Having met at an auction where Barbara (Turner) insistently outbids Oliver (Douglas), they really should have known better. For 18 years, the marriage holds together – she is the perfect domestic goddess while he is the typical provider – until Barbara confesses that she cannot stand Oliver anymore.

The War of the Roses can be rented from Prime Video.

Danny DeVito’s movie is a black comedy disguised as a cautionary tale about divorce.

The Barbara-Oliver decoupling is stuck on the question of who will get the house that he has funded and she has painstakingly designed. The proceedings are nearly as acrimonious as the actual War of the Roses, which took place between rival houses in the fifteenth century in England. This conflict influenced George RR Martin’s Game of Thrones books, among others. In DeVito’s film, written by Michael J Leeson, the estrangement between Oliver and Barbara is no less brutal, and is often very funny too.

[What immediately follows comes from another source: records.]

// src/output/mod.rs

//! Serializers for the reconciled table.

pub mod csv;
pub mod parquet;

use crate::error::{EngineError, Result};
use crate::reconcile::{ArrayGroup, ReconciledRecord};
use crate::table::Table;
use serde::Serialize;
use std::collections::HashMap;
use std::path::{Path, PathBuf};
use tracing::instrument;

/// Output format selected by the extension of the output path.
#[derive(Debug, Clone, Copy, PartialEq, Eq)]
pub enum OutputFormat {
    /// Flat delimited file with short column codes.
    Csv,
    /// One dense Parquet array per array group.
    Parquet,
}

impl OutputFormat {
    pub fn from_path(path: &Path) -> Result<Self> {
        let ext = path
            .extension()
            .and_then(|e| e.to_str())
            .map(str::to_ascii_lowercase)
            .unwrap_or_default();
        match ext.as_str() {
            "csv" => Ok(OutputFormat::Csv),
            "parquet" => Ok(OutputFormat::Parquet),
            _ => Err(EngineError::UnsupportedOutput(ext)),
        }
    }
}

/// A reconciled row renamed to the downstream short codes.
#[derive(Debug, Clone, PartialEq, Serialize)]
pub struct OutputRow<'a> {
    #[serde(rename = "SCE")]
    pub scenario: &'a str,
    #[serde(rename = "ISO")]
    pub region: &'a str,
    #[serde(rename = "VAR")]
    pub array: &'a str,
    #[serde(rename = "EDU")]
    pub education: &'a str,
    #[serde(rename = "GND")]
    pub gender: &'a str,
    #[serde(rename = "AGE")]
    pub cohort: &'a str,
    #[serde(rename = "YRS")]
    pub year: String,
    #[serde(rename = "VALUE")]
    pub value: f64,
}

impl<'a> From<&'a ReconciledRecord> for OutputRow<'a> {
    fn from(r: &'a ReconciledRecord) -> Self {
        OutputRow {
            scenario: &r.scenario,
            region: &r.region,
            array: &r.array,
            education: &r.education_label,
            gender: &r.gender_label,
            cohort: &r.cohort_label,
            year: year_code(r.year),
            value: r.value,
        }
    }
}

pub fn year_code(year: i32) -> String {
    format!("Y{}", year)
}

fn describe_series(r: &ReconciledRecord) -> String {
    format!(
        "{} / {} / {} / {} / {} / {}",
        r.model,
        r.variable,
        r.unit,
        r.gender.as_deref().unwrap_or("-"),
        r.cohort.as_deref().unwrap_or("-"),
        r.education.as_deref().unwrap_or("-"),
    )
}

/// Fail when two rows of `table` land on the same output cell.
///
/// Output files address a value by array and the SCE, ISO, EDU, GND, AGE and
/// YRS codes only, so distinct series that share an array name and labels
/// would silently overwrite each other downstream.
#[instrument(level = "debug", skip_all, fields(rows = table.len()))]
pub fn check_unique_cells(table: &Table<ReconciledRecord>) -> Result<()> {
    let mut seen: HashMap<(&str, &str, &str, &str, &str, &str, i32), &ReconciledRecord> =
        HashMap::with_capacity(table.len());
    for r in table {
        let cell = (
            r.array.as_str(),
            r.scenario.as_str(),
            r.region.as_str(),
            r.education_label.as_str(),
            r.gender_label.as_str(),
            r.cohort_label.as_str(),
            r.year,
        );
        if let Some(first) = seen.insert(cell, r) {
            return Err(EngineError::Configuration(format!(
                "array {} has two series for cell {}/{}/{}/{}/{}/{}: [{}] and [{}]; \
                 restrict the array group by model or variable",
                r.array,
                r.scenario,
                r.region,
                r.education_label,
                r.gender_label,
                r.cohort_label,
                year_code(r.year),
                describe_series(first),
                describe_series(r),
            )));
        }
    }
    Ok(())
}

/// Write `table` to `path` in the format its extension selects.
/// Returns every file written. Nothing is written when two rows share an
/// output cell.
pub fn write_output(
    table: &Table<ReconciledRecord>,
    arrays: &[ArrayGroup],
    path: &Path,
) -> anyhow::Result<Vec<PathBuf>> {
    let format = OutputFormat::from_path(path)?;
    check_unique_cells(table)?;
    match format {
        OutputFormat::Csv => Ok(vec![csv::write_csv(table, path)?]),
        OutputFormat::Parquet => parquet::write_arrays(table, arrays, path),
    }
}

They come up with devious ways to get back at each other. It’s her cat versus his dog. Prized artefacts – and dignity – are damaged. A chandelier is possibly one of the items that Barbara regrets having bought.

The actors are terrific in their mutual acrimony and cold-bloodedness. Turner and Douglas play their roles so straight that they are utterly convincing in their psychosis. Barbara comes off better than the insufferably pompous Oliver, who finds it hard to believe that anybody would want to leave him.

It’s not hard to see why The War of the Roses is slated for a remake. Jay Roach’s The Roses stars Benedict Cumberbatch and Olivia Colman. The new movie is being written by Tony McNamara (The Favourite, Poor Things), who is expected to improve on the insults that frequently fly between the Turner-Douglas pairing.

The War of the Roses (1989).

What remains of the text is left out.